4- Synthèses géochronologie-stratigraphie

4.1. Remise en question de l'échelle admise

La géochronologie et son application à l'échelle géologique était une science jeune en 1967. Le principe de la datation des roches par la mesure de la décroissance radioactive des isotopes naturellement instables a été exposé par Rutherford en 1906. Le développement d'une échelle numérique du calendrier géologique basé sur des mesures d'âge s'est fait entre les années 1940 et 1950. Lorsque nos études ont été entreprises, la référence était l'échelle de 1964 proposée dans un volume spécial de la Société Géologique de Londres (Symposium Geol. Soc; Lond. vol 120).

Cette synthèse a été remise en question en 1981 à partir de la prise en compte d' environ 250 nouveaux âges dont une bonne proportion établie ou remise à jour par nos soins avant 1982. (voir réf. 100)

Les résultats de 1982 sont présentés dans 3 figures relative aux temps du Primaire: (voir échelle); du Secondaire : (voir échelle) et du Paléogène : (voir échelle)

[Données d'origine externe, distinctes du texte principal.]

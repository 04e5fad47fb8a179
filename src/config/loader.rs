//! Configuration loading from disk.

use std::fs;
use std::path::Path;

use crate::config::schema::Config;
use crate::config::validation::{validate_config, ValidationError};

/// Error type for configuration loading.
#[derive(Debug)]
pub enum ConfigError {
    Io(std::io::Error),
    Parse(serde_json::Error),
    Validation(Vec<ValidationError>),
}

impl std::fmt::Display for ConfigError {
    fn fmt(&self, f: &mut std::fmt::Formatter<'_>) -> std::fmt::Result {
        match self {
            ConfigError::Io(e) => write!(f, "IO error: {}", e),
            ConfigError::Parse(e) => write!(f, "Parse error: {}", e),
            ConfigError::Validation(errors) => {
                write!(f, "Validation failed: ")?;
                for (i, err) in errors.iter().enumerate() {
                    if i > 0 {
                        write!(f, ", ")?;
                    }
                    write!(f, "{}", err)?;
                }
                Ok(())
            }
        }
    }
}

impl std::error::Error for ConfigError {}

/// Load and validate configuration from a JSON file.
pub fn load_config(path: &Path) -> Result<Config, ConfigError> {
    let content = fs::read_to_string(path).map_err(ConfigError::Io)?;
    let config: Config = serde_json::from_str(&content).map_err(ConfigError::Parse)?;

    validate_config(&config).map_err(ConfigError::Validation)?;

    Ok(config)
}
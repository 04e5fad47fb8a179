//! HAProxy collaborators: config reload pipeline and runtime control
//! socket.
//!
//! # Data Flow
//! ```text
//! controller ──reload(set)──▶ manager: render → write tmp → check → rename → reload cmd
//! controller ──patch/stats──▶ sock:    enable/disable server, show stat
//! ```

pub mod manager;
pub mod sock;

/// Name of the rendered backend section; the control socket addresses
/// servers as `<section>/<name>`.
pub const BACKEND_SECTION: &str = "servers";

Progrès principal pour le Primaire : l' âge de la base du Cambrien est rajeuni (vers 530, voir réf.119-121) d'après des résultats obtenus dans 5 régions différentes (voir datation). Cet âge sera immédiatement renforcé comme annoncé dans le 1er Bulletin de liaison du PICG 196 (réf. n° 123a). Avec un Cambrien si court (autour de 30 Ma au lieu de près de 100 Ma supposé auparavant) ceci change la nature de l'évolution à la base du Primaire : elle se fait de façon extrêmement rapide par rapport à la suite du Phanérozoïque avec une apparition accélérée d'Embranchements variés.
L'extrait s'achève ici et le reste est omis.